Advancing Quality Amidst a Pandemic
As companies attempt to normalize or adapt to the new environments and obstacles that will inevitably arise, there are several “next steps” that will enable them to confidently contend with the kinds of quality predicaments that have come to light during the pandemic:
- Ensure quality data connectivity.
As crisis-ready companies like EpiGuard, Fagron, Nelson Labs have learned, all affected parties can stay on the same page and there are fewer missed opportunities when quality data is completely connected throughout the ecosystem and across the product life cycle. For some organizations, this may entail a greater investment in advanced digital quality management tools that can integrate with their existing enterprise systems as well as with those used by contractors, vendors and other external partner organizations.
- Take steps to move beyond reactive and even proactive quality management and toward predictive quality management.
Predictive capabilities are waiting to emerge from disconnected documents—you just need the right methodologies and tools to unlock the potential hidden in your unstructured data. Organizations that adopt a data-driven, platform-enabled quality model can augment their capacity to yield real-time quality intelligence and predictive insights. Predictive technologies powered by machine learning and artificial intelligence are only in their infancy and have tremendous potential to create new and better opportunities for process control in the quality function. Any company that can harness the power of predictive technology today will have an edge over competitors tomorrow.
- Continually maintain high quality standards for supply chain partners.
When supply chains face challenges, the organizations that can establish effective communication, collaboration and transparency with supply chain partners are more likely to have greater visibility into their sources of materials, facilitate better quality processes, receive higher-quality materials and produce higher-quality products. An integrated, cloud-based QMS can help ensure quality consistency and greater visibility into all quality activities throughout the entire network.
When times get tough, quality is the last thing we can afford to sacrifice. And we can bank on the fact that new and different trials are waiting for us on the other side of the current pandemic.
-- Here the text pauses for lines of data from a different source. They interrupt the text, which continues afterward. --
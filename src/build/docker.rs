use super::engine::{ContainerEngine, EngineOutput};
use crate::error::BuildError;
use async_trait::async_trait;
use bollard::image::BuildImageOptions;
use bollard::Docker;
use futures_util::StreamExt;
use std::path::{Path, PathBuf};
use tracing::{debug, trace};

/// [`ContainerEngine`] backed by the local Docker daemon.
#[derive(Debug, Clone)]
pub struct DockerEngine {
    docker: Docker,
}

impl DockerEngine {
    /// Connects using `DOCKER_HOST` or the platform's default socket. No
    /// request is made until the first call.
    pub fn connect() -> Result<Self, BuildError> {
        let docker = Docker::connect_with_local_defaults()
            .map_err(|e| BuildError::EngineUnavailable(e.to_string()))?;
        Ok(Self { docker })
    }
}

#[async_trait]
impl ContainerEngine for DockerEngine {
    async fn ping(&self) -> Result<(), BuildError> {
        let version = self
            .docker
            .version()
            .await
            .map_err(|e| BuildError::EngineUnavailable(e.to_string()))?;
        debug!(
            api_version = version.api_version.as_deref().unwrap_or("unknown"),
            "Docker engine reachable"
        );
        Ok(())
    }

    async fn build(
        &self,
        context_dir: &Path,
        recipe_file: &str,
        tag: &str,
    ) -> Result<EngineOutput, BuildError> {
        let dir = context_dir.to_path_buf();
        let context = tokio::task::spawn_blocking(move || archive_context(&dir))
            .await
            .map_err(|e| BuildError::Join(e.to_string()))??;

        debug!(tag, bytes = context.len(), "Sending build context");

        let options = BuildImageOptions {
            dockerfile: recipe_file.to_string(),
            t: tag.to_string(),
            rm: true,
            forcerm: true,
            ..Default::default()
        };

        let mut stream = self
            .docker
            .build_image(options, None, Some(context.into()));

        let mut output = EngineOutput {
            success: true,
            ..Default::default()
        };

        while let Some(item) = stream.next().await {
            match item {
                Ok(info) => {
                    if let Some(line) = info.stream {
                        trace!(line = line.trim_end(), "build");
                        output.log.push_str(&line);
                    }
                    if let Some(status) = info.status {
                        output.log.push_str(&status);
                        output.log.push('\n');
                    }
                    if let Some(error) = info.error {
                        output.log.push_str(&error);
                        output.log.push('\n');
                        output.success = false;
                    }
                    if let Some(id) = info.aux.and_then(|aux| aux.id) {
                        output.image_id = Some(id);
                    }
                }
                Err(e) => {
                    output.log.push_str(&e.to_string());
                    output.log.push('\n');
                    output.success = false;
                    break;
                }
            }
        }

        Ok(output)
    }
}

/// Tars the checkout for the build context, leaving out `.git`.
fn archive_context(dir: &Path) -> Result<Vec<u8>, BuildError> {
    let mut builder = tar::Builder::new(Vec::new());
    builder.follow_symlinks(false);

    // `DirEntry::file_type` does not follow symlinks, so a link to a
    // directory outside the checkout is stored as a link, not walked.
    let mut entries: Vec<(PathBuf, bool)> = Vec::new();
    for entry in std::fs::read_dir(dir)? {
        let entry = entry?;
        if entry.file_name() == ".git" {
            continue;
        }
        entries.push((entry.path(), entry.file_type()?.is_dir()));
    }
    entries.sort();

    for (path, is_dir) in entries {
        let Some(name) = path.file_name() else {
            continue;
        };
        if is_dir {
            builder.append_dir_all(name, &path)?;
        } else {
            builder.append_path_with_name(&path, name)?;
        }
    }

    Ok(builder.into_inner()?)
}

#[cfg(test)]
mod tests {
    use super::*;
    use std::io::Read;

    #[cfg(unix)]
    #[test]
    fn test_archive_keeps_symlinks_as_links() {
        let outside = tempfile::tempdir().unwrap();
        std::fs::write(outside.path().join("secret.txt"), "host-only").unwrap();
        let dir = tempfile::tempdir().unwrap();
        std::fs::write(dir.path().join("Dockerfile"), "FROM scratch\n").unwrap();
        std::os::unix::fs::symlink(outside.path(), dir.path().join("leak")).unwrap();
        std::fs::create_dir_all(dir.path().join("nested")).unwrap();
        std::os::unix::fs::symlink(
            outside.path().join("secret.txt"),
            dir.path().join("nested/secret.txt"),
        )
        .unwrap();

        let bytes = archive_context(dir.path()).unwrap();
        let mut archive = tar::Archive::new(bytes.as_slice());
        let mut seen = Vec::new();
        for entry in archive.entries().unwrap() {
            let mut entry = entry.unwrap();
            let name = entry.path().unwrap().to_string_lossy().trim_end_matches('/').to_string();
            let kind = entry.header().entry_type();
            let mut contents = String::new();
            if kind.is_file() {
                entry.read_to_string(&mut contents).unwrap();
            }
            assert!(!contents.contains("host-only"), "{name} leaked host contents");
            seen.push((name, kind));
        }

        let kind_of = |name: &str| seen.iter().find(|(n, _)| n == name).map(|(_, k)| *k);
        assert_eq!(kind_of("leak"), Some(tar::EntryType::Symlink));
        assert_eq!(kind_of("nested/secret.txt"), Some(tar::EntryType::Symlink));
        assert!(!seen.iter().any(|(n, _)| n.starts_with("leak/")));
    }

    #[test]
    fn test_archive_skips_git_directory() {
        let dir = tempfile::tempdir().unwrap();
        std::fs::create_dir_all(dir.path().join(".git/objects")).unwrap();
        std::fs::write(dir.path().join(".git/HEAD"), "ref: refs/heads/main").unwrap();
        std::fs::create_dir_all(dir.path().join("src")).unwrap();
        std::fs::write(dir.path().join("src/app.py"), "print('hi')").unwrap();
        std::fs::write(dir.path().join("Dockerfile"), "FROM python:3.12-slim\n").unwrap();

        let bytes = archive_context(dir.path()).unwrap();
        let mut archive = tar::Archive::new(bytes.as_slice());
        let mut names = Vec::new();
        for entry in archive.entries().unwrap() {
            let mut entry = entry.unwrap();
            let name = entry.path().unwrap().to_string_lossy().to_string();
            if name == "Dockerfile" {
                let mut contents = String::new();
                entry.read_to_string(&mut contents).unwrap();
                assert_eq!(contents, "FROM python:3.12-slim\n");
            }
            names.push(name);
        }

        assert!(names.contains(&"Dockerfile".to_string()));
        assert!(names.iter().any(|n| n.trim_end_matches('/') == "src/app.py"));
        assert!(!names.iter().any(|n| n.starts_with(".git")));
    }
}
//! Image builds from a recipe and a checkout.

pub mod docker;
pub mod engine;
pub mod executor;

pub use docker::DockerEngine;
pub use engine::{ContainerEngine, EngineOutput, UnavailableEngine};
pub use executor::{BuildExecutor, BuildResult};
By learning from the COVID-19 crisis, quality professionals can be better prepared for the next set of inevitable challenges.
[ii] “Nelson Labs on Adaptability and Communication,” by David Butcher, MasterControl Insider, June 10, 2020.
[iii] “A cheap steroid is the first drug shown to reduce death in COVID-19 patients,” by Kai Kupferschmidt, Science Magazine, June 16, 2020.
[iv] “FDA Adds Dexamethasone to COVID-19 Temporary Compounding Lists,” FDA News, July 16,2020.
[v] “The New Ecosystem Dynamics: Digitization as a Driver of Global Quality Alignment and Innovation,” MasterControl webinar, July 15, 2020.